As sondagens revelam que a opinião pública é esmagadoramente hostil aos pagamentos dos executivos. Só o governo britânico se interpõe entre os muito ricos e uma opinião pública enraivecida. A revolta dos camponeses significa que nem mesmo os ministros britânicos podem desafiar a opinião pública para sempre.

A verdade é que os banqueiros geraram esta sede de vingança durante mais de quatro anos, sem se importar. Desde a década de 1980 e da desregulamentação financeira, acumularam montantes inimagináveis em qualquer outra área de atividade.

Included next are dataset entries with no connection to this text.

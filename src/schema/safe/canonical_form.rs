//! Canonical textual form, the input to fingerprinting
//!
//! This follows the Avro "Parsing Canonical Form" transformation, extended to
//! preserve `logicalType` (with `precision`/`scale`, the latter omitted when
//! zero) and the `sqlType` marker, since those carry codec-relevant meaning.

use crate::schema::{
	safe::{self as s, LogicalType, RegularType, SchemaKey, SchemaMut},
	SchemaError,
};

use std::fmt::Write;

impl SchemaMut {
	/// Obtain the canonical form of the schema
	///
	/// This is the normalized JSON representation whose digest is the
	/// schema's stable identity. Note that, strictly copying the reference
	/// implementation, no JSON escaping is performed, so for the (invalid)
	/// names that would require escaping this may not be valid JSON.
	pub fn canonical_form(&self) -> Result<String, SchemaError> {
		let mut out = String::new();
		self.write_canonical_form(&mut out)?;
		Ok(out)
	}

	/// Write the canonical form of the schema into any [`std::fmt::Write`]
	///
	/// This is how digests get fed without materializing the string.
	pub fn write_canonical_form<W: Write>(&self, writer: W) -> Result<(), SchemaError> {
		let mut state = WriteCanonicalFormState {
			w: ErrorConversionWriter(writer),
			named_type_written: vec![false; self.nodes.len()],
		};
		state.write_canonical_form(self, self.root)
	}
}

impl std::fmt::Display for SchemaMut {
	fn fmt(&self, f: &mut std::fmt::Formatter<'_>) -> std::fmt::Result {
		self.write_canonical_form(f).map_err(|_| std::fmt::Error)
	}
}

struct WriteCanonicalFormState<W> {
	w: ErrorConversionWriter<W>,
	named_type_written: Vec<bool>,
}

impl<W: Write> WriteCanonicalFormState<W> {
	fn write_canonical_form(
		&mut self,
		schema: &SchemaMut,
		key: SchemaKey,
	) -> Result<(), SchemaError> {
		let node = schema
			.nodes
			.get(key.idx)
			.ok_or_else(|| SchemaError::new("SchemaKey refers to non-existing node"))?;

		let mut first_time = true;
		// Named types are written in full only once, then referenced by name
		let should_not_write_only_name = |name: &crate::schema::Name,
		                                  state: &mut WriteCanonicalFormState<W>|
		 -> Result<bool, SchemaError> {
			Ok(match &mut state.named_type_written[key.idx] {
				b @ false => {
					*b = true;
					true
				}
				true => {
					state.w.write_char('"')?;
					state.w.write_str(name.fully_qualified_name())?;
					state.w.write_char('"')?;
					false
				}
			})
		};

		match node.type_ {
			ref primitive @ (RegularType::Null
			| RegularType::Boolean
			| RegularType::Int
			| RegularType::Long
			| RegularType::Float
			| RegularType::Double
			| RegularType::Bytes
			| RegularType::String) => {
				let name = match primitive {
					RegularType::Null => "null",
					RegularType::Boolean => "boolean",
					RegularType::Int => "int",
					RegularType::Long => "long",
					RegularType::Float => "float",
					RegularType::Double => "double",
					RegularType::Bytes => "bytes",
					RegularType::String => "string",
					_ => unreachable!(),
				};
				if node.logical_type.is_none() && node.sql_type.is_none() {
					// A primitive with no attributes is a bare string
					self.w.write_char('"')?;
					self.w.write_str(name)?;
					self.w.write_char('"')?;
				} else {
					self.w.write_str("{\"type\":\"")?;
					self.w.write_str(name)?;
					self.w.write_char('"')?;
					self.write_attributes(node)?;
					self.w.write_char('}')?;
				}
			}
			RegularType::Union(ref union) => {
				self.w.write_char('[')?;
				for &variant in &union.variants {
					if !first_time {
						self.w.write_char(',')?;
					} else {
						first_time = false;
					}
					self.write_canonical_form(schema, variant)?;
				}
				self.w.write_char(']')?;
			}
			RegularType::Array(ref array) => {
				self.w.write_str("{\"type\":\"array\",\"items\":")?;
				self.write_canonical_form(schema, array.items)?;
				self.write_attributes(node)?;
				self.w.write_char('}')?;
			}
			RegularType::Map(ref map) => {
				self.w.write_str("{\"type\":\"map\",\"values\":")?;
				self.write_canonical_form(schema, map.values)?;
				self.write_attributes(node)?;
				self.w.write_char('}')?;
			}
			RegularType::Enum(ref enum_) => {
				if should_not_write_only_name(&enum_.name, self)? {
					self.w.write_str("{\"name\":\"")?;
					self.w.write_str(enum_.name.fully_qualified_name())?;
					self.w.write_str("\",\"type\":\"enum\",\"symbols\":[")?;
					for enum_symbol in enum_.symbols.iter() {
						if !first_time {
							self.w.write_char(',')?;
						} else {
							first_time = false;
						}
						self.w.write_char('"')?;
						self.w.write_str(enum_symbol)?;
						self.w.write_char('"')?;
					}
					self.w.write_char(']')?;
					self.w.write_char('}')?;
				}
			}
			RegularType::Fixed(ref fixed) => {
				if should_not_write_only_name(&fixed.name, self)? {
					self.w.write_str("{\"name\":\"")?;
					self.w.write_str(fixed.name.fully_qualified_name())?;
					self.w.write_str("\",\"type\":\"fixed\",\"size\":")?;
					write!(self.w.0, "{}", fixed.size).map_err(convert_error)?;
					self.write_attributes(node)?;
					self.w.write_char('}')?;
				}
			}
			RegularType::Record(ref record) => {
				if should_not_write_only_name(&record.name, self)? {
					self.w.write_str("{\"name\":\"")?;
					self.w.write_str(record.name.fully_qualified_name())?;
					// An error is encoded exactly like the equivalent record,
					// so they canonicalize (and fingerprint) identically
					self.w.write_str("\",\"type\":\"record\",\"fields\":[")?;
					for field in record.fields.iter() {
						if !first_time {
							self.w.write_char(',')?;
						} else {
							first_time = false;
						}
						self.w.write_str("{\"name\":\"")?;
						self.w.write_str(&field.name)?;
						self.w.write_str("\",\"type\":")?;
						self.write_canonical_form(schema, field.type_)?;
						self.w.write_char('}')?;
					}
					self.w.write_str("]}")?;
				}
			}
		}
		Ok(())
	}

	/// The `logicalType`/`precision`/`scale`/`sqlType` tail of an object form
	fn write_attributes(&mut self, node: &s::SchemaNode) -> Result<(), SchemaError> {
		if let Some(logical_type) = &node.logical_type {
			self.w.write_str(",\"logicalType\":\"")?;
			self.w.write_str(logical_type.as_str())?;
			self.w.write_char('"')?;
			if let LogicalType::Decimal(decimal) = logical_type {
				self.w.write_str(",\"precision\":")?;
				write!(self.w.0, "{}", decimal.precision).map_err(convert_error)?;
				if decimal.scale != 0 {
					self.w.write_str(",\"scale\":")?;
					write!(self.w.0, "{}", decimal.scale).map_err(convert_error)?;
				}
			}
		}
		if let Some(sql_type) = &node.sql_type {
			self.w.write_str(",\"sqlType\":\"")?;
			self.w.write_str(sql_type)?;
			self.w.write_char('"')?;
		}
		Ok(())
	}
}

/// Convert errors from `std::fmt::Write` to `SchemaError`
/// in order to be able to use `?` in `WriteCanonicalFormState`
struct ErrorConversionWriter<W>(W);
impl<W: Write> ErrorConversionWriter<W> {
	#[inline]
	fn write_char(&mut self, c: char) -> Result<(), SchemaError> {
		self.0.write_char(c).map_err(convert_error)
	}
	#[inline]
	fn write_str(&mut self, s: &str) -> Result<(), SchemaError> {
		self.0.write_str(s).map_err(convert_error)
	}
}
fn convert_error(e: std::fmt::Error) -> SchemaError {
	SchemaError::msg(format_args!(
		"Error writing schema parsing canonical form: {}",
		e,
	))
}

Isto não tem nada a ver com mercados livres, exceto no seio de um grupo restrito de gente da alta finança. Os banqueiros modernos auferem “proventos econômicos” explorando cartéis oligopólicos de serviços financeiros. Os bônus astronômicos e assimétricos derivam de dinheiro que pertence na verdade a depositantes e acionistas, que com ele cobrem os riscos. Em qualquer outro negócio, essas bonificações seriam consideradas um roubo à empresa.

Não há associações tão ferozes na defesa dos seus interesses como as das profissões dos ricos.  Os bancos berram que o teto imposto às bonificações fará a sua avidez “sair do país”. Parece um exagero. O mais provável é as atividades mais tóxicas irem embora, e com isso não se perde nada.

Para todos os efeitos, a culpa é dos bancos. Aproximaram demasiado as suas asas douradas do sol e ele as derreteu. Só têm uma coisa a seu favor: a cultura de ganância da City não foi nada comparada com a cultura de inépcia do banco central britânico. Nunca na história econômica britânica se desperdiçou tanto numa causa tão infrutífera. E continua a não se ver nenhum sinal de remorso.